Martha Gunn was certainly an ambitious young woman with strong convictions, and pursued all her entrepreneurial interests with vigour and resilience.
Born as Martha Killick into a poor fishing family, there were no aspirations of her to consider seeking an academic career, despite, from a young age displaying a high level of intelligence, but, she was always seemingly destined for greater things.
Dr Richard Russell first published his findings of seawater as a beneficial cure for many ailments in 1750, and consequently many people flocked to the South Coast to benefit from this revolutionary, cost affective solution to minor medical problems. Primarily he advised that this process was extremely beneficial to those suffering with glandular diseases, of which most people did during this period in History.
Following Dr Russell’s publication, albeit considered eccentric by some, with the sea-bathing craze hitting the town in the middle of the eighteenth century, she set herself up as a ladies’ bathing attendant or ‘dipper’ and proceeded to help set the lacklustre poor fishing village of Brighthelmstone into a new, brilliant chapter.

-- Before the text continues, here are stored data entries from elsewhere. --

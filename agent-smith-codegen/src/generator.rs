//! Validation-gated code generation
//!
//! Generation always re-validates the project and renders the whole file
//! set in memory. The files are written into a staging directory next to
//! the target and then moved into place. Every file the move replaces or
//! removes is parked in the staging directory first, so a failure at any
//! point restores the target directory as it was.

use crate::renderer::{CodeRenderer, FileSet, PACKAGE_DIRECTORIES, PACKAGE_FILES};
use crate::{Error, Result};
use agent_smith_core::project::Project;
use agent_smith_core::validation::{ValidationReport, Validator};
use serde::{Deserialize, Serialize};
use std::fs;
use std::io;
use std::path::{Path, PathBuf};
use tracing::{debug, info, warn};

/// Result of a successful generation
#[derive(Debug, Clone, Serialize, Deserialize, PartialEq, Eq)]
pub struct GenerationReport {
    pub output_directory: PathBuf,
    /// Relative paths of the written files, in order
    pub files: Vec<String>,
    /// Relative paths of earlier package files the render no longer produces
    #[serde(default)]
    pub removed: Vec<String>,
}

/// Validates projects and renders them to disk
#[derive(Debug, Clone)]
pub struct CodeGenerator {
    validator: Validator,
    renderer: CodeRenderer,
}

impl CodeGenerator {
    /// Create a new code generator
    pub fn new() -> Result<Self> {
        Ok(Self {
            validator: Validator::new(),
            renderer: CodeRenderer::new()?,
        })
    }

    pub fn validate_configuration(&self, project: &Project) -> ValidationReport {
        let report = self.validator.validate(project);
        if report.is_ok() {
            info!("Project '{}' passed validation", project.name);
        } else {
            warn!(
                "Project '{}' has {} validation finding(s)",
                project.name,
                report.len()
            );
        }
        report
    }

    /// Render the files generation would write, without touching disk
    pub fn preview_generated_code(&self, project: &Project) -> Result<FileSet> {
        let report = self.validate_configuration(project);
        if !report.is_ok() {
            return Err(Error::Validation { report });
        }
        self.renderer.render(project)
    }

    /// Validate, render and write the package into `output_directory`
    ///
    /// The package owns its top-level generated files and every `.py`
    /// module under `agents/` and `tools/`. Owned files the render no longer
    /// produces are removed, so the package on disk matches
    /// [`CodeGenerator::preview_generated_code`]. Anything else in the
    /// directory is left alone. Either every change lands or none does.
    pub async fn generate_agent_code<P: AsRef<Path>>(
        &self,
        project: &Project,
        output_directory: P,
    ) -> Result<GenerationReport> {
        let output_directory = output_directory.as_ref().to_path_buf();
        info!(
            "Generating code for project '{}' into {}",
            project.name,
            output_directory.display()
        );

        let files = self.preview_generated_code(project)?;
        let paths: Vec<String> = files.keys().cloned().collect();

        let target = output_directory.clone();
        let removed = tokio::task::spawn_blocking(move || write_staged(&target, &files))
            .await
            .map_err(|e| {
                Error::generation(&output_directory, io::Error::new(io::ErrorKind::Other, e))
            })??;

        info!(
            "Generated {} files for project '{}' in {} ({} stale removed)",
            paths.len(),
            project.name,
            output_directory.display(),
            removed.len()
        );
        Ok(GenerationReport {
            output_directory,
            files: paths,
            removed,
        })
    }
}

/// Write every file into a sibling staging directory, then move into place
fn write_staged(output_directory: &Path, files: &FileSet) -> Result<Vec<String>> {
    let parent = match output_directory.parent() {
        Some(parent) if !parent.as_os_str().is_empty() => parent.to_path_buf(),
        _ => PathBuf::from("."),
    };
    fs::create_dir_all(&parent).map_err(|e| Error::generation(&parent, e))?;

    let staging = tempfile::Builder::new()
        .prefix(".agent-smith-")
        .tempdir_in(&parent)
        .map_err(|e| Error::generation(&parent, e))?;
    debug!("Staging generated files in {}", staging.path().display());

    let package = staging.path().join("package");
    for (relative, content) in files {
        let path = package.join(relative);
        if let Some(dir) = path.parent() {
            fs::create_dir_all(dir).map_err(|e| Error::generation(dir, e))?;
        }
        fs::write(&path, content)
            .map_err(|e| Error::generation(output_directory.join(relative), e))?;
    }

    let mut commit = Commit::new(staging.path().join("previous"));
    let result = commit.apply(&package, output_directory, files);
    if result.is_err() {
        commit.rollback();
    }
    result
}

/// One reversible change to the target directory
#[derive(Debug)]
enum Step {
    CreatedDir(PathBuf),
    Placed(PathBuf),
    Replaced { destination: PathBuf, backup: PathBuf },
    Removed { path: PathBuf, backup: PathBuf },
}

/// Journal of the changes made while moving a package into place
#[derive(Debug)]
struct Commit {
    backup_root: PathBuf,
    steps: Vec<Step>,
}

impl Commit {
    fn new(backup_root: PathBuf) -> Self {
        Self {
            backup_root,
            steps: Vec::new(),
        }
    }

    /// Check every destination, then remove stale files and place new ones
    fn apply(
        &mut self,
        package: &Path,
        output_directory: &Path,
        files: &FileSet,
    ) -> Result<Vec<String>> {
        for relative in files.keys() {
            let destination = output_directory.join(relative);
            if let Some(dir) = destination.parent() {
                self.ensure_dir(dir)?;
            }
            if destination.is_dir() {
                return Err(Error::generation(
                    &destination,
                    io::Error::new(io::ErrorKind::AlreadyExists, "a directory is in the way"),
                ));
            }
        }

        let stale = stale_files(output_directory, files)?;
        for relative in &stale {
            self.remove(output_directory, relative)?;
        }
        for relative in files.keys() {
            self.place(&package.join(relative), output_directory, relative)?;
        }
        Ok(stale)
    }

    fn ensure_dir(&mut self, dir: &Path) -> Result<()> {
        match fs::metadata(dir) {
            Ok(metadata) if metadata.is_dir() => Ok(()),
            Ok(_) => Err(Error::generation(
                dir,
                io::Error::new(io::ErrorKind::AlreadyExists, "a file is in the way"),
            )),
            Err(e) if e.kind() == io::ErrorKind::NotFound => {
                if let Some(parent) = dir.parent().filter(|p| !p.as_os_str().is_empty()) {
                    self.ensure_dir(parent)?;
                }
                fs::create_dir(dir).map_err(|e| Error::generation(dir, e))?;
                self.steps.push(Step::CreatedDir(dir.to_path_buf()));
                Ok(())
            }
            Err(e) => Err(Error::generation(dir, e)),
        }
    }

    fn park(&self, path: &Path, relative: &str) -> Result<PathBuf> {
        let backup = self.backup_root.join(relative);
        if let Some(dir) = backup.parent() {
            fs::create_dir_all(dir).map_err(|e| Error::generation(dir, e))?;
        }
        fs::rename(path, &backup).map_err(|e| Error::generation(path, e))?;
        Ok(backup)
    }

    fn remove(&mut self, output_directory: &Path, relative: &str) -> Result<()> {
        let path = output_directory.join(relative);
        let backup = self.park(&path, relative)?;
        debug!("Removing stale {}", path.display());
        self.steps.push(Step::Removed { path, backup });
        Ok(())
    }

    fn place(&mut self, staged: &Path, output_directory: &Path, relative: &str) -> Result<()> {
        let destination = output_directory.join(relative);
        if destination.exists() {
            let backup = self.park(&destination, relative)?;
            self.steps.push(Step::Replaced {
                destination: destination.clone(),
                backup,
            });
            fs::rename(staged, &destination).map_err(|e| Error::generation(&destination, e))?;
        } else {
            fs::rename(staged, &destination).map_err(|e| Error::generation(&destination, e))?;
            self.steps.push(Step::Placed(destination));
        }
        Ok(())
    }

    /// Undo every recorded step, newest first
    fn rollback(self) {
        warn!("Rolling back {} change(s) to the package", self.steps.len());
        for step in self.steps.into_iter().rev() {
            let outcome = match &step {
                Step::Placed(path) => fs::remove_file(path),
                Step::Replaced {
                    destination,
                    backup,
                } => {
                    if destination.exists() {
                        let _ = fs::remove_file(destination);
                    }
                    fs::rename(backup, destination)
                }
                Step::Removed { path, backup } => fs::rename(backup, path),
                Step::CreatedDir(dir) => fs::remove_dir(dir),
            };
            if let Err(e) = outcome {
                warn!("Could not undo {:?}: {}", step, e);
            }
        }
    }
}

/// Package-owned files present on disk that `files` no longer contains
fn stale_files(output_directory: &Path, files: &FileSet) -> Result<Vec<String>> {
    let mut stale: Vec<String> = PACKAGE_FILES
        .iter()
        .filter(|name| !files.contains_key(**name) && output_directory.join(name).is_file())
        .map(|name| name.to_string())
        .collect();

    for dir in PACKAGE_DIRECTORIES {
        let path = output_directory.join(dir);
        if !path.is_dir() {
            continue;
        }
        let entries = fs::read_dir(&path).map_err(|e| Error::generation(&path, e))?;
        for entry in entries {
            let entry = entry.map_err(|e| Error::generation(&path, e))?;
            let file = entry.path();
            if !file.is_file() || file.extension().map_or(true, |ext| ext != "py") {
                continue;
            }
            if let Some(name) = entry.file_name().to_str() {
                let relative = format!("{}/{}", dir, name);
                if !files.contains_key(&relative) {
                    stale.push(relative);
                }
            }
        }
    }

    stale.sort();
    Ok(stale)
}
//! Runtime settings
//!
//! Settings are layered with the `config` crate: built-in defaults, then an
//! optional `config/agent-smith.{toml,yaml,json}` file, then environment
//! variables prefixed with `AGENT_SMITH_` (nested keys use `__`, e.g.
//! `AGENT_SMITH_LOGGING__LEVEL=debug`).

use crate::{Error, Result};
use serde::{Deserialize, Serialize};
use std::path::{Path, PathBuf};
use std::time::Duration;

const DEFAULT_CONFIG_FILE: &str = "config/agent-smith";
const ENV_PREFIX: &str = "AGENT_SMITH";

/// Output format of the log subscriber
#[derive(Debug, Clone, Copy, Serialize, Deserialize, PartialEq, Eq, Default)]
#[serde(rename_all = "lowercase")]
pub enum LogFormat {
    #[default]
    Pretty,
    Json,
}

/// Logging configuration
#[derive(Debug, Clone, Serialize, Deserialize, PartialEq, Eq)]
pub struct LoggingSettings {
    pub level: String,
    pub format: LogFormat,
}

impl Default for LoggingSettings {
    fn default() -> Self {
        Self {
            level: "info".to_string(),
            format: LogFormat::Pretty,
        }
    }
}

/// Process-wide settings
#[derive(Debug, Clone, Serialize, Deserialize, PartialEq, Eq)]
pub struct Settings {
    pub max_agents_per_project: usize,
    pub max_tools_per_project: usize,
    pub session_timeout_minutes: u64,
    /// Background expiry sweep period; 0 disables the sweeper
    pub sweep_interval_seconds: u64,
    pub output_base_dir: PathBuf,
    /// Model assigned to agents added without one
    pub default_model: String,
    pub logging: LoggingSettings,
}

impl Default for Settings {
    fn default() -> Self {
        Self {
            max_agents_per_project: 10,
            max_tools_per_project: 20,
            session_timeout_minutes: 30,
            sweep_interval_seconds: 60,
            output_base_dir: PathBuf::from("./generated_agents"),
            default_model: "gemini-2.0-flash".to_string(),
            logging: LoggingSettings::default(),
        }
    }
}

impl Settings {
    /// Load settings from the default file location and the environment
    pub fn load() -> Result<Self> {
        Self::load_from(DEFAULT_CONFIG_FILE)
    }

    /// Load settings from an explicit file (extension optional) and the
    /// environment; the file does not have to exist
    pub fn load_from<P: AsRef<Path>>(file: P) -> Result<Self> {
        let file = file.as_ref().to_string_lossy().to_string();
        let defaults = Self::default();

        let settings = config::Config::builder()
            .set_default("max_agents_per_project", defaults.max_agents_per_project as u64)?
            .set_default("max_tools_per_project", defaults.max_tools_per_project as u64)?
            .set_default("session_timeout_minutes", defaults.session_timeout_minutes)?
            .set_default("sweep_interval_seconds", defaults.sweep_interval_seconds)?
            .set_default(
                "output_base_dir",
                defaults.output_base_dir.to_string_lossy().to_string(),
            )?
            .set_default("default_model", defaults.default_model)?
            .set_default("logging.level", defaults.logging.level)?
            .set_default("logging.format", "pretty")?
            .add_source(config::File::with_name(&file).required(false))
            .add_source(
                config::Environment::with_prefix(ENV_PREFIX)
                    .prefix_separator("_")
                    .separator("__")
                    .try_parsing(true),
            )
            .build()?;

        let settings: Settings = settings.try_deserialize()?;
        settings.validate()?;
        Ok(settings)
    }

    /// Reject settings the store and generator cannot operate with
    pub fn validate(&self) -> Result<()> {
        if self.max_agents_per_project == 0 {
            return Err(Error::configuration(
                "max_agents_per_project must be greater than zero",
            ));
        }
        if self.max_tools_per_project == 0 {
            return Err(Error::configuration(
                "max_tools_per_project must be greater than zero",
            ));
        }
        if self.session_timeout_minutes == 0 {
            return Err(Error::configuration(
                "session_timeout_minutes must be greater than zero",
            ));
        }
        if self.output_base_dir.as_os_str().is_empty() {
            return Err(Error::configuration("output_base_dir cannot be empty"));
        }
        if self.default_model.trim().is_empty() {
            return Err(Error::configuration("default_model cannot be empty"));
        }
        if self.logging.level.trim().is_empty() {
            return Err(Error::configuration("logging.level cannot be empty"));
        }
        Ok(())
    }

    pub fn session_timeout(&self) -> Duration {
        Duration::from_secs(self.session_timeout_minutes * 60)
    }

    /// Sweep period, or `None` when the sweeper is disabled
    pub fn sweep_interval(&self) -> Option<Duration> {
        (self.sweep_interval_seconds > 0).then(|| Duration::from_secs(self.sweep_interval_seconds))
    }
}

With her profits, Martha was able to buy this house for her family in Little East Street, together with a number of bathing machines which she ran as a business, creating employment for other locals.
Martha was so successful, her reputation spread far and wide, attracting people to the town just to see her, making her a celebrity in today’s sense of the word. A satirical print of 1796 ‘French Invasion or Brighton in a Bustle’ from a drawing by John Colley Nixon gives us a hint at the esteem in which Martha was held. It shows a group of unfortunate French soldiers attempting to invade England by Brighton beach and being robustly defeated by a gang of rowdy locals, Martha at the head, cheerfully waving one of the soldiers above her head with one hand while stepping on a second one.
Martha played a pivotal role in transforming Brighton into the successful city it is today. With her reputation as a great dipper, she helped establish the small village of Brighthelmstone as a must-see place to visit by the first Georgian visitors who started to flock to the town, among them, George, Prince of Wales, the future Regent and King George IV.
From poverty to prosperity, and even staving off a French invasion into the bargain, she’s truly a woman all Brightonians should be proud of.
Martha had Married Stephen Gunn in March 1758, and had 8 children, outliving 2 Boys and 2 Girls.